(Stored data)
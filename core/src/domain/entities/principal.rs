//! Authenticated principal handed to the caller's security context.

use serde::{Deserialize, Serialize};

/// Identity materialized from a validated token subject
///
/// The token core issues no authorization scopes, so the credential is empty
/// and the authority list stays empty; role assignment belongs to the caller.
#[derive(Debug, Clone, PartialEq, Eq, Serialize, Deserialize)]
pub struct AuthenticatedUser {
    /// Subject email the token asserted ownership of
    pub email: String,

    /// Credential placeholder, always empty for token-authenticated users
    pub credential: String,

    /// Granted authorities, always empty in this core
    pub authorities: Vec<String>,
}

impl AuthenticatedUser {
    /// Wraps a validated subject into a principal
    pub fn from_subject(email: impl Into<String>) -> Self {
        Self {
            email: email.into(),
            credential: String::new(),
            authorities: Vec::new(),
        }
    }
}
//! Raw token resolution from inbound request values.
//!
//! Pure string extraction; no validation happens here. The request-handling
//! layer passes in the header value and cookie list it received.

/// Scheme prefix of a bearer `Authorization` header value
pub const BEARER_PREFIX: &str = "Bearer ";

/// Name of the cookie carrying the refresh token
pub const REFRESH_TOKEN_COOKIE: &str = "refreshToken";

/// Extracts the bearer token from an `Authorization` header value
///
/// Returns the substring after the exact, case-sensitive `"Bearer "` prefix,
/// or `None` when the header is absent or carries a different scheme.
pub fn resolve_bearer_token(authorization: Option<&str>) -> Option<&str> {
    authorization.and_then(|value| value.strip_prefix(BEARER_PREFIX))
}

/// Looks up the refresh token in a cookie list
///
/// Returns the value of the first cookie named exactly `refreshToken`, or
/// `None` when the list is absent, empty, or contains no match. The first
/// match wins when duplicates exist.
pub fn resolve_refresh_token_from_cookies(
    cookies: Option<&[(String, String)]>,
) -> Option<&str> {
    cookies?
        .iter()
        .find(|(name, _)| name.as_str() == REFRESH_TOKEN_COOKIE)
        .map(|(_, value)| value.as_str())
}
//! Token entities for JWT-based authentication.

use chrono::{Duration, Utc};
use serde::{Deserialize, Serialize};
use uuid::Uuid;

/// Access token expiration time (30 minutes)
pub const ACCESS_TOKEN_EXPIRY_MINUTES: i64 = 30;

/// Refresh token expiration time (7 days)
pub const REFRESH_TOKEN_EXPIRY_DAYS: i64 = 7;

/// Claims structure for JWT payload
///
/// Timestamps are epoch seconds per JWT convention; `jti` keeps two tokens
/// issued within the same second byte-distinct.
#[derive(Debug, Clone, PartialEq, Eq, Serialize, Deserialize)]
pub struct Claims {
    /// Subject (user email)
    pub sub: String,

    /// Issued at timestamp
    pub iat: i64,

    /// Expiration timestamp
    pub exp: i64,

    /// JWT ID (unique identifier for the token)
    pub jti: String,
}

impl Claims {
    /// Creates new claims for an access token
    ///
    /// # Arguments
    ///
    /// * `subject` - The authenticated user's email
    ///
    /// # Returns
    ///
    /// A new `Claims` instance expiring in [`ACCESS_TOKEN_EXPIRY_MINUTES`]
    pub fn new_access_token(subject: &str) -> Self {
        Self::with_validity(subject, Duration::minutes(ACCESS_TOKEN_EXPIRY_MINUTES))
    }

    /// Creates new claims for a refresh token
    ///
    /// # Arguments
    ///
    /// * `subject` - The authenticated user's email
    ///
    /// # Returns
    ///
    /// A new `Claims` instance expiring in [`REFRESH_TOKEN_EXPIRY_DAYS`]
    pub fn new_refresh_token(subject: &str) -> Self {
        Self::with_validity(subject, Duration::days(REFRESH_TOKEN_EXPIRY_DAYS))
    }

    fn with_validity(subject: &str, validity: Duration) -> Self {
        let now = Utc::now();

        Self {
            sub: subject.to_string(),
            iat: now.timestamp(),
            exp: (now + validity).timestamp(),
            jti: Uuid::new_v4().to_string(),
        }
    }

    /// Checks if the claims have expired
    pub fn is_expired(&self) -> bool {
        let now = Utc::now().timestamp();
        now >= self.exp
    }

    /// Gets the time remaining until expiration
    ///
    /// The duration is signed and never clamped: once the token has expired
    /// the result is negative, so callers can tell how overdue it is.
    pub fn remaining_lifetime(&self) -> Duration {
        Duration::seconds(self.exp - Utc::now().timestamp())
    }
}

/// Token pair returned to the client at login
#[derive(Debug, Clone, PartialEq, Eq, Serialize, Deserialize)]
pub struct TokenPair {
    /// JWT access token
    pub access_token: String,

    /// JWT refresh token
    pub refresh_token: String,

    /// Access token expiry time in seconds
    pub access_expires_in: i64,

    /// Refresh token expiry time in seconds
    pub refresh_expires_in: i64,
}

impl TokenPair {
    /// Creates a new token pair
    ///
    /// # Arguments
    ///
    /// * `access_token` - The JWT access token
    /// * `refresh_token` - The JWT refresh token
    ///
    /// # Returns
    ///
    /// A new `TokenPair` instance with calculated expiry times
    pub fn new(access_token: String, refresh_token: String) -> Self {
        Self {
            access_token,
            refresh_token,
            access_expires_in: ACCESS_TOKEN_EXPIRY_MINUTES * 60,
            refresh_expires_in: REFRESH_TOKEN_EXPIRY_DAYS * 24 * 60 * 60,
        }
    }
}

#[cfg(test)]
mod tests {
    use super::*;

    #[test]
    fn test_access_token_claims() {
        let claims = Claims::new_access_token("user@example.com");

        assert_eq!(claims.sub, "user@example.com");
        assert_eq!(claims.exp - claims.iat, ACCESS_TOKEN_EXPIRY_MINUTES * 60);
        assert!(!claims.is_expired());
        assert!(!claims.jti.is_empty());
    }

    #[test]
    fn test_refresh_token_claims() {
        let claims = Claims::new_refresh_token("user@example.com");

        assert_eq!(claims.sub, "user@example.com");
        assert_eq!(claims.exp - claims.iat, REFRESH_TOKEN_EXPIRY_DAYS * 24 * 60 * 60);
        assert!(!claims.is_expired());
    }

    #[test]
    fn test_claims_expiration() {
        let mut claims = Claims::new_access_token("user@example.com");

        // Set expiration to past
        claims.exp = Utc::now().timestamp() - 1;

        assert!(claims.is_expired());
        assert!(claims.remaining_lifetime() < Duration::zero());
    }

    #[test]
    fn test_claims_remaining_lifetime() {
        let claims = Claims::new_access_token("user@example.com");
        let remaining = claims.remaining_lifetime();

        assert!(remaining > Duration::zero());
        assert!(remaining <= Duration::minutes(ACCESS_TOKEN_EXPIRY_MINUTES));
    }

    #[test]
    fn test_claims_are_unique_per_issuance() {
        let first = Claims::new_access_token("user@example.com");
        let second = Claims::new_access_token("user@example.com");

        assert_ne!(first.jti, second.jti);
    }

    #[test]
    fn test_token_pair_creation() {
        let pair = TokenPair::new("access.jwt".to_string(), "refresh.jwt".to_string());

        assert_eq!(pair.access_token, "access.jwt");
        assert_eq!(pair.refresh_token, "refresh.jwt");
        assert_eq!(pair.access_expires_in, ACCESS_TOKEN_EXPIRY_MINUTES * 60);
        assert_eq!(pair.refresh_expires_in, REFRESH_TOKEN_EXPIRY_DAYS * 24 * 60 * 60);
    }

    #[test]
    fn test_claims_serialization() {
        let claims = Claims::new_access_token("user@example.com");

        let json = serde_json::to_string(&claims).unwrap();
        let deserialized: Claims = serde_json::from_str(&json).unwrap();

        assert_eq!(claims, deserialized);
    }
}
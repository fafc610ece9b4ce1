//! Main token service implementation

use chrono::Duration;
use jsonwebtoken::{decode, encode, Algorithm, Header, Validation};
use once_cell::sync::OnceCell;

use crate::domain::entities::principal::AuthenticatedUser;
use crate::domain::entities::token::{Claims, TokenPair};
use crate::errors::{ConfigError, DomainError, DomainResult, TokenError};

use super::config::TokenServiceConfig;
use super::signing_key::SigningKey;

/// Signing algorithm for all tokens issued by this service
const JWT_ALGORITHM: Algorithm = Algorithm::HS256;

/// Process-wide service instance, written once during startup.
static GLOBAL_SERVICE: OnceCell<TokenService> = OnceCell::new();

/// Stateless service for issuing and validating JWT credentials
///
/// Every operation is synchronous pure computation over in-memory inputs;
/// the key material is immutable after construction, so a single instance
/// can be shared freely across request-handling threads.
pub struct TokenService {
    signing_key: SigningKey,
    validation: Validation,
    lifetime_validation: Validation,
}

impl TokenService {
    /// Creates a new token service instance
    ///
    /// # Arguments
    ///
    /// * `config` - Token service configuration carrying the raw secret
    ///
    /// # Returns
    ///
    /// A new `TokenService` instance or a configuration error when the
    /// secret is missing or unusable
    pub fn new(config: TokenServiceConfig) -> DomainResult<Self> {
        let signing_key = SigningKey::derive(&config.jwt_secret)?;

        let mut validation = Validation::new(JWT_ALGORITHM);
        validation.validate_exp = true;
        // Expiry is an exact boundary, no leeway.
        validation.leeway = 0;

        // Same checks minus expiry enforcement, for lifetime inspection of
        // tokens that may already be expired.
        let mut lifetime_validation = validation.clone();
        lifetime_validation.validate_exp = false;

        Ok(Self {
            signing_key,
            validation,
            lifetime_validation,
        })
    }

    /// Installs the process-wide service instance
    ///
    /// Must be called once during the startup phase, before any
    /// request-handling thread touches [`TokenService::global`]. A second
    /// invocation fails fast with [`ConfigError::AlreadyInitialized`].
    pub fn initialize_global(config: TokenServiceConfig) -> DomainResult<&'static TokenService> {
        let service = TokenService::new(config)?;

        GLOBAL_SERVICE
            .set(service)
            .map_err(|_| DomainError::Config(ConfigError::AlreadyInitialized))?;

        GLOBAL_SERVICE.get().ok_or_else(|| DomainError::Internal {
            message: "token service initialization did not complete".to_string(),
        })
    }

    /// Returns the process-wide service instance, if initialized
    pub fn global() -> Option<&'static TokenService> {
        GLOBAL_SERVICE.get()
    }

    /// Generates a short-lived access token for an authenticated subject
    ///
    /// # Arguments
    ///
    /// * `subject` - The authenticated user's email; the caller is
    ///   responsible for having verified the identity
    ///
    /// # Returns
    ///
    /// * `Ok(String)` - The signed compact token
    /// * `Err(DomainError)` - Blank subject or encoding failure
    pub fn generate_access_token(&self, subject: &str) -> DomainResult<String> {
        Self::ensure_subject(subject)?;

        let claims = Claims::new_access_token(subject);
        let token = self.encode_jwt(&claims)?;

        tracing::debug!(token_type = "access", "issued token");
        Ok(token)
    }

    /// Generates a long-lived refresh token for an authenticated subject
    pub fn generate_refresh_token(&self, subject: &str) -> DomainResult<String> {
        Self::ensure_subject(subject)?;

        let claims = Claims::new_refresh_token(subject);
        let token = self.encode_jwt(&claims)?;

        tracing::debug!(token_type = "refresh", "issued token");
        Ok(token)
    }

    /// Generates the access + refresh token pair handed out at login
    pub fn generate_token_pair(&self, subject: &str) -> DomainResult<TokenPair> {
        let access_token = self.generate_access_token(subject)?;
        let refresh_token = self.generate_refresh_token(subject)?;

        Ok(TokenPair::new(access_token, refresh_token))
    }

    /// Validates a token and returns its claims
    ///
    /// The signature is recomputed over header and payload and compared in
    /// constant time, then the expiration is checked with zero leeway.
    ///
    /// # Arguments
    ///
    /// * `token` - The compact token string to verify
    ///
    /// # Returns
    ///
    /// * `Ok(Claims)` - The decoded claims if valid
    /// * `Err(DomainError::Token)` - One of the five [`TokenError`] kinds
    pub fn validate_token(&self, token: &str) -> DomainResult<Claims> {
        let data = decode::<Claims>(token, self.signing_key.decoding(), &self.validation)
            .map_err(|error| {
                let classified = TokenError::classify(error);
                tracing::warn!(error = %classified, "token validation failed");
                DomainError::Token(classified)
            })?;

        Ok(data.claims)
    }

    /// Extracts the subject from a validated token
    pub fn get_subject(&self, token: &str) -> DomainResult<String> {
        Ok(self.validate_token(token)?.sub)
    }

    /// Computes the remaining lifetime of a token
    ///
    /// The signature must verify, but expiry is not enforced: an expired
    /// token yields a negative duration so callers can tell how overdue it
    /// is.
    pub fn remaining_lifetime(&self, token: &str) -> DomainResult<Duration> {
        let data = decode::<Claims>(token, self.signing_key.decoding(), &self.lifetime_validation)
            .map_err(|error| DomainError::Token(TokenError::classify(error)))?;

        Ok(data.claims.remaining_lifetime())
    }

    /// Validates a token and materializes the authenticated principal
    ///
    /// The principal carries the subject with an empty credential and an
    /// empty authority list; role assignment is the caller's concern.
    pub fn authenticate(&self, token: &str) -> DomainResult<AuthenticatedUser> {
        let claims = self.validate_token(token)?;
        Ok(AuthenticatedUser::from_subject(claims.sub))
    }

    /// Encodes claims into a signed compact token
    pub(crate) fn encode_jwt(&self, claims: &Claims) -> DomainResult<String> {
        encode(&Header::new(JWT_ALGORITHM), claims, self.signing_key.encoding()).map_err(|error| {
            DomainError::Internal {
                message: format!("token encoding failed: {error}"),
            }
        })
    }

    fn ensure_subject(subject: &str) -> DomainResult<()> {
        if subject.trim().is_empty() {
            return Err(DomainError::Validation {
                message: "token subject must not be empty".to_string(),
            });
        }
        Ok(())
    }
}
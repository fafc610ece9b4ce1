//! Token service module for JWT management
//!
//! This module handles all token-related operations including:
//! - JWT access and refresh token generation
//! - Signature and expiry validation with a typed error taxonomy
//! - Claims extraction and remaining-lifetime inspection
//! - Raw token resolution from the Authorization header and cookies

mod config;
mod resolver;
mod service;
mod signing_key;

#[cfg(test)]
mod tests;

pub use config::TokenServiceConfig;
pub use resolver::{
    resolve_bearer_token, resolve_refresh_token_from_cookies,
    BEARER_PREFIX, REFRESH_TOKEN_COOKIE,
};
pub use service::TokenService;
pub use signing_key::SigningKey;
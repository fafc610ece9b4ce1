//! Environment configuration module

use serde::{Deserialize, Serialize};
use std::env;
use std::str::FromStr;

/// Application environment
#[derive(Debug, Clone, Copy, PartialEq, Eq, Deserialize, Serialize)]
#[serde(rename_all = "lowercase")]
pub enum Environment {
    /// Development environment
    Development,
    /// Staging/test environment
    Staging,
    /// Production environment
    Production,
}

impl Environment {
    /// Check if running in production
    pub fn is_production(&self) -> bool {
        matches!(self, Environment::Production)
    }

    /// Check if running in development
    pub fn is_development(&self) -> bool {
        matches!(self, Environment::Development)
    }

    /// Get environment from ENV variable
    pub fn from_env() -> Self {
        env::var("ENVIRONMENT")
            .or_else(|_| env::var("ENV"))
            .unwrap_or_else(|_| String::from("development"))
            .parse()
            .unwrap_or(Environment::Development)
    }

    /// Get the .env file name for this environment
    pub fn env_file(&self) -> &str {
        match self {
            Environment::Development => ".env.development",
            Environment::Staging => ".env.staging",
            Environment::Production => ".env.production",
        }
    }
}

impl Default for Environment {
    fn default() -> Self {
        Environment::Development
    }
}

impl FromStr for Environment {
    type Err = String;

    fn from_str(s: &str) -> Result<Self, Self::Err> {
        match s.to_lowercase().as_str() {
            "development" | "dev" => Ok(Environment::Development),
            "staging" | "stage" => Ok(Environment::Staging),
            "production" | "prod" => Ok(Environment::Production),
            other => Err(format!("unknown environment: {other}")),
        }
    }
}

impl std::fmt::Display for Environment {
    fn fmt(&self, f: &mut std::fmt::Formatter<'_>) -> std::fmt::Result {
        match self {
            Environment::Development => write!(f, "development"),
            Environment::Staging => write!(f, "staging"),
            Environment::Production => write!(f, "production"),
        }
    }
}
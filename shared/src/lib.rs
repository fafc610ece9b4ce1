//! Shared utilities and common types for GatherMate server
//!
//! This crate provides common functionality used across all server modules:
//! - Configuration types
//! - Environment detection

pub mod config;

// Re-export commonly used items at crate root
pub use config::{AppConfig, Environment, JwtConfig};
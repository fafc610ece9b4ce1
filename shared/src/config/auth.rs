//! Authentication configuration

use serde::{Deserialize, Serialize};

const DEFAULT_DEV_SECRET: &str = "development-secret-please-change-in-production";

/// JWT authentication configuration
///
/// Carries the raw signing secret. Token lifetimes are fixed policy constants
/// of the token service and are deliberately not configurable here.
#[derive(Debug, Clone, Deserialize, Serialize)]
pub struct JwtConfig {
    /// Raw JWT secret used to derive the signing key
    pub secret: String,
}

impl Default for JwtConfig {
    fn default() -> Self {
        Self {
            secret: String::from(DEFAULT_DEV_SECRET),
        }
    }
}

impl JwtConfig {
    /// Create a new JWT configuration with the given secret
    pub fn new(secret: impl Into<String>) -> Self {
        Self {
            secret: secret.into(),
        }
    }

    /// Read the configuration from the `JWT_SECRET` environment variable
    ///
    /// Falls back to the development secret when the variable is unset, so
    /// local development works without a `.env` file. The token service
    /// rejects an empty secret at startup.
    pub fn from_env() -> Self {
        let secret = std::env::var("JWT_SECRET")
            .unwrap_or_else(|_| String::from(DEFAULT_DEV_SECRET));
        Self { secret }
    }

    /// Check if using the default secret (security warning)
    pub fn is_using_default_secret(&self) -> bool {
        self.secret == DEFAULT_DEV_SECRET
    }
}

» PROBLEM STATEMENT:
Find the word "core" in the entries above. Copy every line that has it.

» SOLUTION BELOW:
filename core/src/domain/entities/principal.rs
/// The token core issues no authorization scopes, so the credential is empty
    /// Granted authorities, always empty in this core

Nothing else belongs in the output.